The allocation to Hurstville South Public School will be $160,564 more than last year.
Mr Piccoli said the school had used needs-based funding to employ additional staff to provide targeted teaching for students who needed extra support in literacy and numeracy.
“In 2016, 58 per cent of Year 5 students are achieving results that put them in the top two bands of NAPLAN for reading and numeracy combined,” he said.
“This is up from 39 per cent in 2012.”
Other examples of increased allocations this year include:
- Beverly Hills’ Girls High School: $382,817
- Kogarah High School: $415,771
- Arncliffe Public School: $114,938.
- Bangor Public School: $84,638.
- Cronulla High School: $78,941
- Gymea Bay Public School: $113,094.
However, a small number of school will receive less funding.

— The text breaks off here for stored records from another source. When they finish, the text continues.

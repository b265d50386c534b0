//! Avatar domain: the farmer's position and the busy gate that keeps
//! its movement and action animations from overlapping.
//!
//! Commands are accepted or rejected synchronously. Accepted commands run
//! as an `AvatarTask` whose completion is reported through events:
//! `ActionCommittedEvent` at the action's commit point and
//! `AvatarArrivedEvent` when a step lands.

use std::time::Duration;

use bevy::prelude::*;
use crate::config::GameConfig;
use crate::farming::PlotGrid;
use crate::shared::*;

mod render;

#[derive(Debug, Clone, Copy, PartialEq, Eq)]
pub enum CommandRejected {
    /// A movement or action animation is still playing.
    Busy,
    /// The destination plot has not been materialized.
    NoPlot,
    /// The avatar is frozen in its victory pose.
    Frozen,
}

impl std::fmt::Display for CommandRejected {
    fn fmt(&self, f: &mut std::fmt::Formatter<'_>) -> std::fmt::Result {
        let reason = match self {
            CommandRejected::Busy => "avatar is busy",
            CommandRejected::NoPlot => "no plot there",
            CommandRejected::Frozen => "avatar is celebrating",
        };
        f.write_str(reason)
    }
}

#[derive(Debug, Clone, Copy, PartialEq, Eq, Hash)]
pub enum AnimationKey {
    Idle,
    Jump,
    Plow,
    Sow,
    Water,
    Reap,
    Applause,
}

impl From<ActionType> for AnimationKey {
    fn from(action: ActionType) -> Self {
        match action {
            ActionType::Plow => AnimationKey::Plow,
            ActionType::Sow => AnimationKey::Sow,
            ActionType::Water => AnimationKey::Water,
            ActionType::Reap => AnimationKey::Reap,
        }
    }
}

#[derive(Debug, Clone, Copy, PartialEq, Eq)]
pub enum TaskKind {
    Move { island: Coord, local: Coord },
    Act(ActionType),
}

#[derive(Debug, Clone)]
pub struct AvatarTask {
    pub kind: TaskKind,
    timer: Timer,
    commit_at: Duration,
    committed: bool,
}

/// Animation timing, copied from `GameConfig`.
#[derive(Debug, Clone, Copy, PartialEq)]
pub struct AvatarTiming {
    pub move_time: Duration,
    pub action_time: Duration,
    pub commit_delay: Duration,
}

impl AvatarTiming {
    pub fn from_config(config: &GameConfig) -> Self {
        Self {
            move_time: Duration::from_secs_f32(config.move_secs),
            action_time: Duration::from_secs_f32(config.action_secs),
            commit_delay: Duration::from_secs_f32(config.commit_delay_secs),
        }
    }

    /// Point inside the action animation at which the plot may change.
    pub fn commit_point(&self, action: ActionType) -> Duration {
        match action {
            ActionType::Plow | ActionType::Water => self.commit_delay.min(self.action_time),
            ActionType::Sow => self.action_time,
            ActionType::Reap => Duration::ZERO,
        }
    }
}

/// What the in-flight task did during one `tick`.
#[derive(Debug, Clone, Default)]
pub struct AvatarTick {
    pub committed: Option<ActionCommittedEvent>,
    pub arrived: Option<AvatarArrivedEvent>,
    pub finished: bool,
}

#[derive(Resource, Debug, Clone)]
pub struct Avatar {
    pub island: Coord,
    pub local: Coord,
    side: i32,
    busy: bool,
    task: Option<AvatarTask>,
    celebrating: bool,
    timing: AvatarTiming,
}

impl Default for Avatar {
    fn default() -> Self {
        Self::from_config(&GameConfig::default())
    }
}

impl Avatar {
    pub fn from_config(config: &GameConfig) -> Self {
        Self {
            island: config.start_island,
            local: config.start_local,
            side: config.plots_per_side,
            busy: false,
            task: None,
            celebrating: false,
            timing: AvatarTiming::from_config(config),
        }
    }

    pub fn is_busy(&self) -> bool {
        self.busy
    }

    pub fn is_celebrating(&self) -> bool {
        self.celebrating
    }

    pub fn task(&self) -> Option<&AvatarTask> {
        self.task.as_ref()
    }

    /// 0..1 through the running task; 0 when idle.
    pub fn task_progress(&self) -> f32 {
        self.task.as_ref().map(|t| t.timer.fraction()).unwrap_or(0.0)
    }

    pub fn animation(&self) -> AnimationKey {
        if self.celebrating {
            return AnimationKey::Applause;
        }
        match self.task.as_ref().map(|t| t.kind) {
            Some(TaskKind::Move { .. }) => AnimationKey::Jump,
            Some(TaskKind::Act(action)) => action.into(),
            None => AnimationKey::Idle,
        }
    }

    pub fn celebrate(&mut self) {
        self.celebrating = true;
    }

    /// Starts a one-plot step. Coordinates update when the step lands.
    pub fn try_move(&mut self, dir: Direction, grid: &PlotGrid) -> Result<(Coord, Coord), CommandRejected> {
        self.check_ready()?;
        let (island, local) = step(self.island, self.local, dir, self.side);
        if grid.get(island, local).is_none() {
            return Err(CommandRejected::NoPlot);
        }
        self.begin(TaskKind::Move { island, local }, self.timing.move_time, self.timing.move_time);
        Ok((island, local))
    }

    /// Starts the action animation on the current plot.
    pub fn interact(&mut self, action: ActionType) -> Result<(), CommandRejected> {
        self.check_ready()?;
        self.begin(
            TaskKind::Act(action),
            self.timing.action_time,
            self.timing.commit_point(action),
        );
        Ok(())
    }

    fn check_ready(&self) -> Result<(), CommandRejected> {
        if self.celebrating {
            Err(CommandRejected::Frozen)
        } else if self.busy {
            Err(CommandRejected::Busy)
        } else {
            Ok(())
        }
    }

    fn begin(&mut self, kind: TaskKind, length: Duration, commit_at: Duration) {
        self.busy = true;
        self.task = Some(AvatarTask {
            kind,
            timer: Timer::new(length, TimerMode::Once),
            commit_at,
            committed: false,
        });
    }

    /// Runs the in-flight task. The commit is reported before the arrival,
    /// and `busy` clears only once the whole animation has played.
    pub fn tick(&mut self, delta: Duration) -> AvatarTick {
        let mut out = AvatarTick::default();
        let Some(task) = self.task.as_mut() else {
            return out;
        };
        task.timer.tick(delta);

        if !task.committed && task.timer.elapsed() >= task.commit_at {
            task.committed = true;
            if let TaskKind::Act(action) = task.kind {
                out.committed = Some(ActionCommittedEvent {
                    action,
                    island: self.island,
                    local: self.local,
                });
            }
        }

        if task.timer.finished() {
            if let TaskKind::Move { island, local } = task.kind {
                self.island = island;
                self.local = local;
                out.arrived = Some(AvatarArrivedEvent { island, local });
            }
            self.task = None;
            self.busy = false;
            out.finished = true;
        }
        out
    }
}

/// One cardinal step on a `side`×`side` island. Leaving the island wraps
/// the local coordinate to the opposite edge of the neighbouring island.
pub fn step(island: Coord, local: Coord, dir: Direction, side: i32) -> (Coord, Coord) {
    let (dx, dy) = dir.delta();
    let (ix, lx) = wrap_axis(island.x, local.x + dx, side);
    let (iy, ly) = wrap_axis(island.y, local.y + dy, side);
    (Coord::new(ix, iy), Coord::new(lx, ly))
}

fn wrap_axis(island: i32, local: i32, side: i32) -> (i32, i32) {
    if local < 0 {
        (island - 1, side - 1)
    } else if local >= side {
        (island + 1, 0)
    } else {
        (island, local)
    }
}

// ═══════════════════════════════════════════════════════════════════════
// PLUGIN
// ═══════════════════════════════════════════════════════════════════════

pub struct AvatarPlugin;

impl Plugin for AvatarPlugin {
    fn build(&self, app: &mut App) {
        app.init_resource::<Avatar>()
            .add_systems(Update, tick_avatar.in_set(TickSet::Clock));
    }
}

pub struct AvatarViewPlugin;

impl Plugin for AvatarViewPlugin {
    fn build(&self, app: &mut App) {
        app.add_systems(Startup, render::spawn_avatar_sprite)
            .add_systems(PostUpdate, render::sync_avatar_sprite);
    }
}

pub fn tick_avatar(
    time: Res<Time>,
    mut avatar: ResMut<Avatar>,
    mut committed: EventWriter<ActionCommittedEvent>,
    mut arrived: EventWriter<AvatarArrivedEvent>,
) {
    let tick = avatar.tick(time.delta());
    if let Some(ev) = tick.committed {
        debug!("[Avatar] {:?} committed at {}/{}", ev.action, ev.island, ev.local);
        committed.send(ev);
    }
    if let Some(ev) = tick.arrived {
        debug!("[Avatar] Arrived at {}/{}", ev.island, ev.local);
        arrived.send(ev);
    }
}

#[cfg(test)]
mod tests {
    use super::*;

    fn world() -> (Avatar, PlotGrid) {
        let mut grid = PlotGrid::default();
        grid.create_island_plots(Coord::ZERO);
        (Avatar::default(), grid)
    }

    fn run_to_idle(avatar: &mut Avatar) -> Vec<AvatarTick> {
        let mut ticks = Vec::new();
        for _ in 0..100 {
            let tick = avatar.tick(Duration::from_millis(10));
            let done = tick.finished;
            ticks.push(tick);
            if done {
                return ticks;
            }
        }
        panic!("task never finished");
    }

    #[test]
    fn step_inside_island() {
        let (island, local) = step(Coord::ZERO, Coord::new(1, 1), Direction::Up, 3);
        assert_eq!((island, local), (Coord::ZERO, Coord::new(1, 0)));
    }

    #[test]
    fn step_left_off_edge_wraps_to_west_neighbour() {
        let (island, local) = step(Coord::new(0, 0), Coord::new(0, 2), Direction::Left, 3);
        assert_eq!(island, Coord::new(-1, 0));
        assert_eq!(local, Coord::new(2, 2));
    }

    #[test]
    fn step_right_off_edge_wraps_to_east_neighbour() {
        let (island, local) = step(Coord::new(0, 0), Coord::new(2, 1), Direction::Right, 3);
        assert_eq!(island, Coord::new(1, 0));
        assert_eq!(local, Coord::new(0, 1));
    }

    #[test]
    fn step_vertical_wraps_use_screen_convention() {
        let (island, local) = step(Coord::ZERO, Coord::new(1, 0), Direction::Up, 3);
        assert_eq!((island, local), (Coord::new(0, -1), Coord::new(1, 2)));
        let (island, local) = step(Coord::ZERO, Coord::new(1, 2), Direction::Down, 3);
        assert_eq!((island, local), (Coord::new(0, 1), Coord::new(1, 0)));
    }

    #[test]
    fn move_into_missing_island_is_rejected_without_animation() {
        let (mut avatar, grid) = world();
        avatar.local = Coord::new(2, 1);
        assert_eq!(avatar.try_move(Direction::Right, &grid), Err(CommandRejected::NoPlot));
        assert!(!avatar.is_busy());
        assert_eq!(avatar.animation(), AnimationKey::Idle);
    }

    #[test]
    fn move_sets_busy_until_it_lands() {
        let (mut avatar, grid) = world();
        let target = avatar.try_move(Direction::Left, &grid).unwrap();
        assert_eq!(target, (Coord::ZERO, Coord::new(0, 1)));
        assert!(avatar.is_busy());
        assert_eq!(avatar.animation(), AnimationKey::Jump);
        assert_eq!(avatar.local, Coord::new(1, 1), "position updates on landing");

        assert_eq!(avatar.try_move(Direction::Up, &grid), Err(CommandRejected::Busy));
        assert_eq!(avatar.interact(ActionType::Plow), Err(CommandRejected::Busy));

        let ticks = run_to_idle(&mut avatar);
        let arrived = ticks.iter().filter_map(|t| t.arrived.clone()).collect::<Vec<_>>();
        assert_eq!(arrived.len(), 1);
        assert_eq!(arrived[0].local, Coord::new(0, 1));
        assert_eq!(avatar.local, Coord::new(0, 1));
        assert!(!avatar.is_busy());
    }

    #[test]
    fn plow_commits_mid_animation() {
        let (mut avatar, _) = world();
        avatar.interact(ActionType::Plow).unwrap();
        assert_eq!(avatar.animation(), AnimationKey::Plow);

        let tick = avatar.tick(Duration::from_millis(100));
        assert!(tick.committed.is_none());
        let tick = avatar.tick(Duration::from_millis(30));
        let ev = tick.committed.unwrap();
        assert_eq!((ev.action, ev.island, ev.local), (ActionType::Plow, Coord::ZERO, Coord::new(1, 1)));
        assert!(avatar.is_busy(), "commit precedes the end of the animation");

        let tick = avatar.tick(Duration::from_millis(80));
        assert!(tick.finished);
        assert!(tick.committed.is_none());
        assert!(!avatar.is_busy());
    }

    #[test]
    fn sow_commits_only_at_animation_end() {
        let (mut avatar, _) = world();
        avatar.interact(ActionType::Sow).unwrap();
        let tick = avatar.tick(Duration::from_millis(190));
        assert!(tick.committed.is_none());
        let tick = avatar.tick(Duration::from_millis(20));
        assert!(tick.committed.is_some());
        assert!(tick.finished);
    }

    #[test]
    fn reap_commits_on_first_tick() {
        let (mut avatar, _) = world();
        avatar.interact(ActionType::Reap).unwrap();
        let tick = avatar.tick(Duration::ZERO);
        assert_eq!(tick.committed.map(|e| e.action), Some(ActionType::Reap));
        assert!(avatar.is_busy());
    }

    #[test]
    fn exactly_one_commit_per_action() {
        let (mut avatar, _) = world();
        for action in ActionType::ALL {
            avatar.interact(action).unwrap();
            let commits = run_to_idle(&mut avatar)
                .into_iter()
                .filter(|t| t.committed.is_some())
                .count();
            assert_eq!(commits, 1, "{:?}", action);
        }
    }

    #[test]
    fn celebrating_avatar_takes_no_commands() {
        let (mut avatar, grid) = world();
        avatar.celebrate();
        assert_eq!(avatar.animation(), AnimationKey::Applause);
        assert_eq!(avatar.interact(ActionType::Plow), Err(CommandRejected::Frozen));
        assert_eq!(avatar.try_move(Direction::Up, &grid), Err(CommandRejected::Frozen));
    }
}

For example, Hurstville Grove Infant School’s allocation will be $7825 less than last year.
The full list: https://schoolsequella.det.nsw.edu.au/file/f8f73966-e60e-4699-b83e-18017b1895ee/1/24212_RAM_2017_Funding%20Table_AC.pdf
Mr Baird said needs-based funding helped schools and students facing the greatest challenge to lift their results.
“There is absolutely no doubt that needs-based funding, made possible by Gonski, has been of enormous benefit to students right across NSW,” he said.
“That is why NSW signed the six-year agreement and why we continue to press the Commonwealth Government to honour its commitments.
“The extra support students are receiving is showing real results.
“Funding now follows students and their needs, and principals have the flexibility to make local decisions based on the specific needs of their students.
“We are seeing schools engage specialist teachers and additional staff with expertise in areas such as literacy, numeracy and speech pathology to tailor support and respond to the unique learning needs of their students.”